Desde hace poco más de una década, científicas y científicos vienen alertando de que la pérdida de la biodiversidad implica en la mayoría de los casos un aumento en el riesgo de transmisión de estas enfermedades infecciosas. Por citar un estudio, está el realizado por Kate E. Jones y colaboradores, de la Universidad “College” de Londres, en 2008, el cual concluía que los eventos de las enfermedades infecciosas causadas por patógenas zoonóticas están significativamente correlacionados con la biodiversidad de la vida silvestre.

Para que una enfermedad infecciosa se transmita se requiere la interacción de múltiples especies. Cómo mínimo intervienen el patógeno y su huésped pero a menudo son varias las especies de huéspedes que pueden albergar ese patógeno y en numerosas ocasiones se requiere una especie intermedia, como mosquitos, garrapatas o pulgas, a la que se denomina vector, que es la que transmite la enfermedad infecciosa hasta su huésped final. Por consiguiente, la existencia de una gran diversidad de especies hace que los virus, o patógenos en general, se alojen en huéspedes intermedios que bloquean su propagación, con lo que el virus se frena en esa especie intermedia (y la carga vírica global se diluye).

Según una investigación de expertos de universidades de Princeton y Cornell y del Bard College (Nueva York), publicado en la revista Nature en 2010, las especies más proclives a desparecer son precisamente aquellas que amortiguan las enfermedades infecciosas. Hoy, la Plataforma Intergubernamental sobre Biodiversidad y Servicios de los Ecosistemas (IPBES), en su primer informe sobre la situación de la biodiversidad global, alerta sobre el riesgo de extinción de alrededor un millón de especies (lo que supone 10% de insectos y el 25% de otros animales y plantas) en las próximas décadas. Y establece como las principales causas el cambio de uso de suelo (el 75% de la superficie terrestre ha sido transformada significativamente por la humanidad) o mar, la extracción de recursos naturales, el cambio climático, la contaminación y la aparición de especies invasoras. 

Así pues, como ya se ha indicado, el cambio climático es una de las causas que contribuye a la degradación de los ecosistemas y, por ende, a la desaparición de especies genéticas. Además, a esto hay que sumarle su contribución a la proliferación de enfermedades vectoriales e infecciosas. La fusión de los hielos o los suelos permanentemente congelados (permafrost) de las zonas boreales están liberando virus y bacterias con potencial de infección a humanos, como ocurrió hace algún tiempo con el Ántrax en Rusia.

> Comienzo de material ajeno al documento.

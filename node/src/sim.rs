//! # In-Process Simulated Quorum
//!
//! Implements every capability trait the engine is built against —
//! [`Vm`], [`Sender`], [`ValidatorSet`], [`Clock`] — entirely in memory, with
//! no real networking or persistence. This is the node crate's equivalent of
//! a development-mode local quorum: enough honest, synchronously-agreeing
//! peers to drive the engine through bootstrap and several rounds of
//! finalization without standing up an actual network.
//!
//! None of this belongs in `consensus-core` — the core crate never names a
//! concrete collaborator. It lives here, in the binary that embeds the
//! engine, exactly where the trait boundary says it should.

use std::collections::{HashMap, HashSet};
use std::sync::atomic::{AtomicU64, Ordering};
use std::sync::Arc;
use std::time::{Duration, Instant};

use async_trait::async_trait;
use parking_lot::Mutex;

use consensus_core::consensus::bag::Bag;
use consensus_core::consensus::bootstrap::NodeId;
use consensus_core::consensus::chain::Block;
use consensus_core::consensus::interfaces::{
    Clock, RequestId, SendError, Sender, SubnetId, ValidatorSet, ValidatorSetError, Vm, VmError,
};
use consensus_core::consensus::sampler;
use consensus_core::id::Id;

/// An in-memory block store standing in for a real VM. Builds blocks that
/// extend its own notion of "current preference" and tracks acceptance
/// locally, the same bookkeeping a real VM would otherwise keep in its own
/// database.
pub struct DemoVm {
    blocks: Mutex<HashMap<Id, Block>>,
    last_accepted: Mutex<Id>,
    preference: Mutex<Id>,
    next_seq: AtomicU64,
}

impl DemoVm {
    /// Construct a fresh VM with no history. Its genesis is the empty id,
    /// matching the engine's convention for "no last accepted block yet".
    pub fn new() -> Self {
        Self {
            blocks: Mutex::new(HashMap::new()),
            last_accepted: Mutex::new(Id::EMPTY),
            preference: Mutex::new(Id::EMPTY),
            next_seq: AtomicU64::new(0),
        }
    }

    /// Encode a block to the wire format this VM's [`Vm::parse_block`]
    /// understands: `id (32) | parent (32) | height (8, LE) | payload`.
    fn encode(block: &Block) -> Vec<u8> {
        let mut bytes = Vec::with_capacity(72 + block.payload.len());
        bytes.extend_from_slice(block.id.as_bytes());
        bytes.extend_from_slice(block.parent.as_bytes());
        bytes.extend_from_slice(&block.height.to_le_bytes());
        bytes.extend_from_slice(&block.payload);
        bytes
    }
}

impl Default for DemoVm {
    fn default() -> Self {
        Self::new()
    }
}

#[async_trait]
impl Vm for DemoVm {
    fn build_block(&self) -> Result<Block, VmError> {
        let parent = *self.preference.lock();
        let parent_height = if parent.is_empty() {
            0
        } else {
            self.blocks
                .lock()
                .get(&parent)
                .map(|b| b.height)
                .ok_or(VmError::UnknownBlock)?
        };

        let seq = self.next_seq.fetch_add(1, Ordering::SeqCst);
        let payload = format!("demo-block-{seq}").into_bytes();
        let mut preimage = Vec::with_capacity(32 + payload.len());
        preimage.extend_from_slice(parent.as_bytes());
        preimage.extend_from_slice(&payload);
        let id = Id::from_content(&preimage);
        let height = if parent.is_empty() { 1 } else { parent_height + 1 };

        let block = Block::new(id, parent, height, payload);
        self.blocks.lock().insert(id, block.clone());
        Ok(block)
    }

    fn parse_block(&self, bytes: &[u8]) -> Result<Block, VmError> {
        if bytes.len() < 72 {
            return Err(VmError::ParseFailed("block shorter than header".into()));
        }
        let mut id_bytes = [0u8; 32];
        id_bytes.copy_from_slice(&bytes[0..32]);
        let mut parent_bytes = [0u8; 32];
        parent_bytes.copy_from_slice(&bytes[32..64]);
        let mut height_bytes = [0u8; 8];
        height_bytes.copy_from_slice(&bytes[64..72]);

        let block = Block::new(
            Id::from_bytes(id_bytes),
            Id::from_bytes(parent_bytes),
            u64::from_le_bytes(height_bytes),
            bytes[72..].to_vec(),
        );
        self.blocks.lock().insert(block.id, block.clone());
        Ok(block)
    }

    fn get_block(&self, id: Id) -> Result<Block, VmError> {
        self.blocks.lock().get(&id).cloned().ok_or(VmError::UnknownBlock)
    }

    fn set_preference(&self, id: Id) {
        *self.preference.lock() = id;
    }

    fn last_accepted(&self) -> Id {
        *self.last_accepted.lock()
    }

    async fn accept(&self, block: &Block) -> Result<(), VmError> {
        self.blocks.lock().insert(block.id, block.clone());
        *self.last_accepted.lock() = block.id;
        Ok(())
    }

    async fn reject(&self, _block: &Block) -> Result<(), VmError> {
        Ok(())
    }

    async fn verify(&self, _block: &Block) -> Result<(), VmError> {
        Ok(())
    }
}

/// A queued bootstrap response, captured the moment the simulated sender
/// would have put it on the wire. The runtime loop drains these and feeds
/// them back into the engine, standing in for the round trip a real
/// network would perform asynchronously.
pub type PeerResponse = (NodeId, HashSet<Id>);

/// An in-memory "network" connecting the engine to a simulated honest
/// quorum. Every queried peer answers immediately and truthfully: pull and
/// push queries echo back the offered block, and bootstrap queries answer
/// from the same [`DemoVm`] the engine itself is wired to (modeling a
/// quorum of identically-configured honest peers).
pub struct DemoSender {
    vm: Arc<DemoVm>,
    poll_bag: Mutex<Bag>,
    frontier_responses: Mutex<Vec<PeerResponse>>,
    accepted_responses: Mutex<Vec<PeerResponse>>,
}

impl DemoSender {
    /// Build a sender backed by the same VM instance the engine uses, so
    /// bootstrap responses reflect real local state.
    pub fn new(vm: Arc<DemoVm>) -> Self {
        Self {
            vm,
            poll_bag: Mutex::new(Bag::new()),
            frontier_responses: Mutex::new(Vec::new()),
            accepted_responses: Mutex::new(Vec::new()),
        }
    }

    /// Drain and return the chits accumulated since the last call. Called
    /// by the runtime loop right after [`consensus_core::consensus::engine::Engine::issue_poll`].
    pub fn take_poll_bag(&self) -> Bag {
        std::mem::replace(&mut *self.poll_bag.lock(), Bag::new())
    }

    /// Drain queued phase-1 bootstrap responses.
    pub fn take_frontier_responses(&self) -> Vec<PeerResponse> {
        std::mem::take(&mut *self.frontier_responses.lock())
    }

    /// Drain queued phase-2 bootstrap responses.
    pub fn take_accepted_responses(&self) -> Vec<PeerResponse> {
        std::mem::take(&mut *self.accepted_responses.lock())
    }
}

#[async_trait]
impl Sender for DemoSender {
    async fn send_pull_query(
        &self,
        to: &[NodeId],
        _request_id: RequestId,
        block_id: Id,
    ) -> Result<(), SendError> {
        let mut bag = self.poll_bag.lock();
        for _ in to {
            bag.add_count(block_id, 1);
        }
        Ok(())
    }

    async fn send_push_query(
        &self,
        to: &[NodeId],
        _request_id: RequestId,
        bytes: Vec<u8>,
    ) -> Result<(), SendError> {
        let block = self
            .vm
            .parse_block(&bytes)
            .map_err(|e| SendError(e.to_string()))?;
        let mut bag = self.poll_bag.lock();
        for _ in to {
            bag.add_count(block.id, 1);
        }
        Ok(())
    }

    async fn send_get_accepted_frontier(
        &self,
        to: &[NodeId],
        _request_id: RequestId,
    ) -> Result<(), SendError> {
        let last = self.vm.last_accepted();
        let mut frontier = HashSet::new();
        if !last.is_empty() {
            frontier.insert(last);
        }
        let mut responses = self.frontier_responses.lock();
        for &node in to {
            responses.push((node, frontier.clone()));
        }
        Ok(())
    }

    async fn send_get_accepted(
        &self,
        to: &[NodeId],
        _request_id: RequestId,
        ids: Vec<Id>,
    ) -> Result<(), SendError> {
        let last = self.vm.last_accepted();
        let confirmed: HashSet<Id> = ids.into_iter().filter(|id| *id == last).collect();
        let mut responses = self.accepted_responses.lock();
        for &node in to {
            responses.push((node, confirmed.clone()));
        }
        Ok(())
    }
}

/// A static, stake-weighted validator set for the simulated quorum. Weights
/// are uniform; the point of the demo harness is exercising the sampling
/// and confidence machinery end to end, not modeling stake skew.
pub struct DemoValidatorSet {
    ids: Vec<NodeId>,
    weights: HashMap<NodeId, u64>,
    rng_state: Mutex<u64>,
}

impl DemoValidatorSet {
    /// Build a validator set of `n` equally-weighted simulated peers.
    pub fn new(n: usize) -> Self {
        let mut ids = Vec::with_capacity(n);
        let mut weights = HashMap::with_capacity(n);
        for i in 0..n {
            let node = NodeId::from_content(format!("demo-validator-{i}").as_bytes());
            ids.push(node);
            weights.insert(node, 1_000_000u64);
        }
        ids.sort();
        Self {
            ids,
            weights,
            rng_state: Mutex::new(0x5eed_u64),
        }
    }

    fn next_seed(&self) -> u64 {
        let mut state = self.rng_state.lock();
        *state = state.wrapping_mul(6364136223846793005).wrapping_add(1);
        *state
    }
}

#[async_trait]
impl ValidatorSet for DemoValidatorSet {
    async fn get_validators(
        &self,
        _at_height: u64,
        _subnet_id: SubnetId,
    ) -> Result<HashMap<NodeId, u64>, ValidatorSetError> {
        Ok(self.weights.clone())
    }

    async fn total_weight(&self, _subnet_id: SubnetId) -> Result<u64, ValidatorSetError> {
        Ok(self.weights.values().sum())
    }

    async fn sample(&self, _subnet_id: SubnetId, k: usize) -> Result<Vec<NodeId>, ValidatorSetError> {
        let k = k.min(self.ids.len());
        let weights: Vec<u64> = self.ids.iter().map(|n| self.weights[n]).collect();
        let indices = sampler::sample(&weights, k, self.next_seed())
            .map_err(|e| ValidatorSetError(e.to_string()))?;
        Ok(indices.into_iter().map(|i| self.ids[i]).collect())
    }
}

/// Wall-clock time, backed by `tokio`'s timer wheel so `after` cooperates
/// with the async runtime instead of blocking a worker thread.
pub struct SystemClock;

#[async_trait]
impl Clock for SystemClock {
    fn now(&self) -> Instant {
        Instant::now()
    }

    async fn after(&self, duration: Duration) {
        tokio::time::sleep(duration).await;
    }
}
//! # Monadic Machine
//!
//! Drives confidence over a single, fixed choice. A monadic machine never
//! changes what it's voting for — it only accumulates confidence that the
//! network agrees with it, or resets on disagreement.

use super::confidence::ConfidenceVector;
use super::dyadic::Dyadic;
use super::Finalizable;
use crate::consensus::params::Parameters;

/// Single-choice confidence counter.
#[derive(Debug, Clone)]
pub struct Monadic {
    confidence: ConfidenceVector,
    alpha_pref: u32,
}

impl Monadic {
    /// Construct a fresh monadic machine from the given parameters.
    pub fn new(params: &Parameters) -> Self {
        Self {
            confidence: ConfidenceVector::new(params.termination_conditions()),
            alpha_pref: params.alpha_pref,
        }
    }

    /// Record a poll tally for the machine's one choice.
    ///
    /// If `count < alpha_pref`, this is treated as an unsuccessful poll —
    /// see [`Self::record_unsuccessful_poll`]. Otherwise confidence is
    /// advanced per the termination-condition ladder.
    pub fn record_poll(&mut self, count: u32) {
        if count < self.alpha_pref {
            self.record_unsuccessful_poll();
            return;
        }
        self.confidence.record_successful(count);
    }

    /// Clear every confidence counter. Called directly for an unsuccessful
    /// poll, and internally whenever a preference switch invalidates
    /// accumulated confidence.
    pub fn record_unsuccessful_poll(&mut self) {
        self.confidence.clear();
    }

    /// The raw confidence counters, parallel to the parameters'
    /// termination-condition vector.
    pub fn confidence(&self) -> &[u32] {
        self.confidence.counts()
    }

    /// Extend this monadic machine into a two-choice [`Dyadic`] machine,
    /// seeded with the monadic's current confidence vector and preferring
    /// `original_preference` (`0` or `1`) as its current slush.
    pub fn extend(&self, original_preference: u8) -> Dyadic {
        Dyadic::from_confidence(self.confidence.clone(), self.alpha_pref, original_preference)
    }
}

impl Finalizable for Monadic {
    fn finalized(&self) -> bool {
        self.confidence.finalized()
    }
}

#[cfg(test)]
mod tests {
    use super::*;
    use crate::consensus::machines::Preference;
    use std::time::Duration;

    fn params(k: u32, alpha_pref: u32, alpha_conf: u32, beta: u32) -> Parameters {
        Parameters::new(k, alpha_pref, alpha_conf, beta, 1, 1, 1, Duration::from_secs(1)).unwrap()
    }

    #[test]
    fn finalizes_after_beta_successful_polls() {
        let p = params(2, 2, 2, 2);
        let mut m = Monadic::new(&p);
        assert!(!m.finalized());
        m.record_poll(2);
        assert!(!m.finalized());
        m.record_poll(2);
        assert!(m.finalized());
    }

    #[test]
    fn unsuccessful_poll_clears_confidence() {
        let p = params(3, 2, 3, 2);
        let mut m = Monadic::new(&p);
        m.record_poll(3);
        assert_eq!(m.confidence(), &[1]);
        m.record_poll(1); // below alpha_pref
        assert_eq!(m.confidence(), &[0]);
        assert!(!m.finalized());
    }

    #[test]
    fn meeting_alpha_pref_but_not_alpha_conf_does_not_build_confidence() {
        let p = params(10, 5, 8, 1);
        let mut m = Monadic::new(&p);
        m.record_poll(5); // >= alpha_pref, < alpha_conf
        assert_eq!(m.confidence(), &[0]);
        assert!(!m.finalized());
    }

    #[test]
    fn finalized_machine_is_immutable() {
        let p = params(1, 1, 1, 1);
        let mut m = Monadic::new(&p);
        m.record_poll(1);
        assert!(m.finalized());
        let before = m.confidence().to_vec();
        m.record_poll(1);
        m.record_unsuccessful_poll();
        assert_eq!(m.confidence(), before.as_slice());
        assert!(m.finalized());
    }

    #[test]
    fn extend_seeds_dyadic_with_current_confidence() {
        let p = params(3, 2, 3, 5);
        let mut m = Monadic::new(&p);
        m.record_poll(3);
        let d = m.extend(0);
        assert_eq!(d.confidence(), m.confidence());
        assert_eq!(d.preference(), 0);
    }

    #[test]
    fn clone_is_independent() {
        let p = params(2, 2, 2, 2);
        let mut m = Monadic::new(&p);
        m.record_poll(2);
        let clone = m.clone();
        m.record_poll(2);
        assert!(m.finalized());
        assert!(!clone.finalized());
    }
}
//! # Consensus Parameters
//!
//! `Parameters` bundles every consensus tunable into one eagerly validated
//! struct. Per the redesign flag in the source material, there is no
//! loosely-typed parameter map here — construction either returns a
//! validated `Parameters`, or a specific [`ParamsError`] naming exactly
//! which constraint failed. Nothing downstream ever has to guard against
//! a malformed configuration; `validate()` already did it.

use std::time::Duration;

/// A single `(alpha_conf, beta)` termination condition. The engine may
/// carry several of these — an ascending `alpha_conf` lets a stricter
/// quorum finalize in fewer consecutive rounds than a looser one.
#[derive(Debug, Clone, Copy, PartialEq, Eq)]
pub struct TerminationCondition {
    /// Confidence quorum for this condition.
    pub alpha_conf: u32,
    /// Consecutive successful polls at `alpha_conf` required to finalize.
    pub beta: u32,
}

impl TerminationCondition {
    /// Construct a termination condition.
    pub const fn new(alpha_conf: u32, beta: u32) -> Self {
        Self { alpha_conf, beta }
    }
}

/// Consensus tunables. See §3/§4.1 of the governing design for the full
/// semantics of each field.
#[derive(Debug, Clone, PartialEq)]
pub struct Parameters {
    /// Voter-set size sampled per poll.
    pub k: u32,
    /// Quorum required to update a preference.
    pub alpha_pref: u32,
    /// Quorum required to increment confidence.
    pub alpha_conf: u32,
    /// Consecutive successful-quorum polls required for finalization.
    pub beta: u32,
    /// Additional termination conditions beyond the primary
    /// `(alpha_conf, beta)` pair, in ascending `alpha_conf` order. May be
    /// empty; the primary pair is always condition zero.
    pub extra_conditions: Vec<TerminationCondition>,
    /// Concurrent in-flight polls per instance.
    pub concurrent_polls: u32,
    /// Target concurrent items in processing.
    pub optimal_processing: u32,
    /// Hard cap on items being decided at once.
    pub max_outstanding: u32,
    /// Timeout before an item in `Processing` is considered stalled.
    pub max_item_processing_time: Duration,
}

/// Errors returned by [`Parameters::validate`]. Each variant names exactly
/// one violated invariant; these are construction-time errors and are
/// never retried.
#[derive(Debug, Clone, PartialEq, Eq, thiserror::Error)]
pub enum ParamsError {
    /// `k` must be at least 1.
    #[error("invalid K: {0} (must be >= 1)")]
    InvalidK(u32),
    /// `alpha_pref`/`alpha_conf` must satisfy `1 <= alpha_pref <= alpha_conf <= k`.
    #[error("invalid alpha: alpha_pref={alpha_pref}, alpha_conf={alpha_conf}, k={k} (require 1 <= alpha_pref <= alpha_conf <= k)")]
    InvalidAlpha {
        /// The offending `alpha_pref`.
        alpha_pref: u32,
        /// The offending `alpha_conf`.
        alpha_conf: u32,
        /// The `k` they were checked against.
        k: u32,
    },
    /// `beta` must be at least 1, and extra conditions must have
    /// ascending `alpha_conf` with non-increasing `beta`.
    #[error("invalid beta: {0}")]
    InvalidBeta(String),
    /// `concurrent_polls` must be at least 1.
    #[error("invalid concurrency: concurrent_polls={0} (must be >= 1)")]
    InvalidConcurrency(u32),
    /// `optimal_processing`/`max_outstanding` must satisfy
    /// `1 <= optimal_processing <= max_outstanding`.
    #[error("invalid outstanding bounds: optimal_processing={optimal}, max_outstanding={max} (require 1 <= optimal <= max)")]
    InvalidOutstanding {
        /// The offending `optimal_processing`.
        optimal: u32,
        /// The offending `max_outstanding`.
        max: u32,
    },
}

impl Parameters {
    /// Construct and validate a parameter set in one step.
    pub fn new(
        k: u32,
        alpha_pref: u32,
        alpha_conf: u32,
        beta: u32,
        concurrent_polls: u32,
        optimal_processing: u32,
        max_outstanding: u32,
        max_item_processing_time: Duration,
    ) -> Result<Self, ParamsError> {
        let params = Self {
            k,
            alpha_pref,
            alpha_conf,
            beta,
            extra_conditions: Vec::new(),
            concurrent_polls,
            optimal_processing,
            max_outstanding,
            max_item_processing_time,
        };
        params.validate()?;
        Ok(params)
    }

    /// A profile tuned for a roughly 20-node quorum: K=20, alpha=15, beta=20.
    pub fn mainnet_default() -> Self {
        Self::new(
            20,
            15,
            15,
            20,
            4,
            50,
            1_000,
            Duration::from_secs(30),
        )
        .expect("mainnet_default parameters are always valid")
    }

    /// A degenerate single-node profile for local development and tests.
    pub fn local_test() -> Self {
        Self::new(1, 1, 1, 1, 1, 1, 1, Duration::from_secs(5))
            .expect("local_test parameters are always valid")
    }

    /// Returns the full, ascending-`alpha_conf` termination condition
    /// vector: the primary `(alpha_conf, beta)` pair followed by
    /// `extra_conditions`.
    pub fn termination_conditions(&self) -> Vec<TerminationCondition> {
        let mut conditions = Vec::with_capacity(1 + self.extra_conditions.len());
        conditions.push(TerminationCondition::new(self.alpha_conf, self.beta));
        conditions.extend(self.extra_conditions.iter().copied());
        conditions
    }

    /// Check every invariant, returning the first violation found.
    pub fn validate(&self) -> Result<(), ParamsError> {
        if self.k < 1 {
            return Err(ParamsError::InvalidK(self.k));
        }
        if self.alpha_pref < 1 || self.alpha_pref > self.alpha_conf || self.alpha_conf > self.k {
            return Err(ParamsError::InvalidAlpha {
                alpha_pref: self.alpha_pref,
                alpha_conf: self.alpha_conf,
                k: self.k,
            });
        }
        if self.beta < 1 {
            return Err(ParamsError::InvalidBeta(format!(
                "beta={} (must be >= 1)",
                self.beta
            )));
        }
        let mut prev_alpha = self.alpha_conf;
        let mut prev_beta = self.beta;
        for cond in &self.extra_conditions {
            if cond.alpha_conf <= prev_alpha {
                return Err(ParamsError::InvalidBeta(format!(
                    "extra condition alpha_conf={} must exceed previous alpha_conf={}",
                    cond.alpha_conf, prev_alpha
                )));
            }
            if cond.beta > prev_beta {
                return Err(ParamsError::InvalidBeta(format!(
                    "extra condition beta={} must not exceed previous beta={}",
                    cond.beta, prev_beta
                )));
            }
            if cond.alpha_conf > self.k {
                return Err(ParamsError::InvalidAlpha {
                    alpha_pref: self.alpha_pref,
                    alpha_conf: cond.alpha_conf,
                    k: self.k,
                });
            }
            prev_alpha = cond.alpha_conf;
            prev_beta = cond.beta;
        }
        if self.concurrent_polls < 1 {
            return Err(ParamsError::InvalidConcurrency(self.concurrent_polls));
        }
        if self.optimal_processing < 1 || self.optimal_processing > self.max_outstanding {
            return Err(ParamsError::InvalidOutstanding {
                optimal: self.optimal_processing,
                max: self.max_outstanding,
            });
        }
        if self.max_item_processing_time.is_zero() {
            return Err(ParamsError::InvalidBeta(
                "max_item_processing_time must be > 0".to_string(),
            ));
        }
        Ok(())
    }
}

Por otro lado, y en relación a la COVID-19, empieza a haber literatura científica que relaciona la letalidad y la velocidad de la expansión del virus con los episodios de alta contaminación atmosférica. Un estudio de la Universidad de Harvard (del 5 de abril del 2020) ha relacionado los altos niveles de contaminación con un mayor riesgo en la propagación de la COVID-19. En dicho estudio se acreditaba que “un incremento de solo una unidad en la media de exposición prolongada a partículas en suspensión está relacionado con un aumento del 15% de media en el índice de mortalidad”. Así las personas que han tenido una exposición prolongada a partículas finas en suspensión ha aumentado la inflamación de sus pulmones y, potencialmente, del sistema cardiovascular.

Con estas premisas, estamos en condiciones de afirmar que detrás de esta crisis sanitaria se encuentra, como principal responsable, el actual  modelo de producción y consumo que no ha tenido en cuenta los límites biofísicos del planeta. Los planes de recuperación post-COVID19 no deben volver al “business as usual” y la agenda política debe ir acompañada de una efectiva agenda ambiental.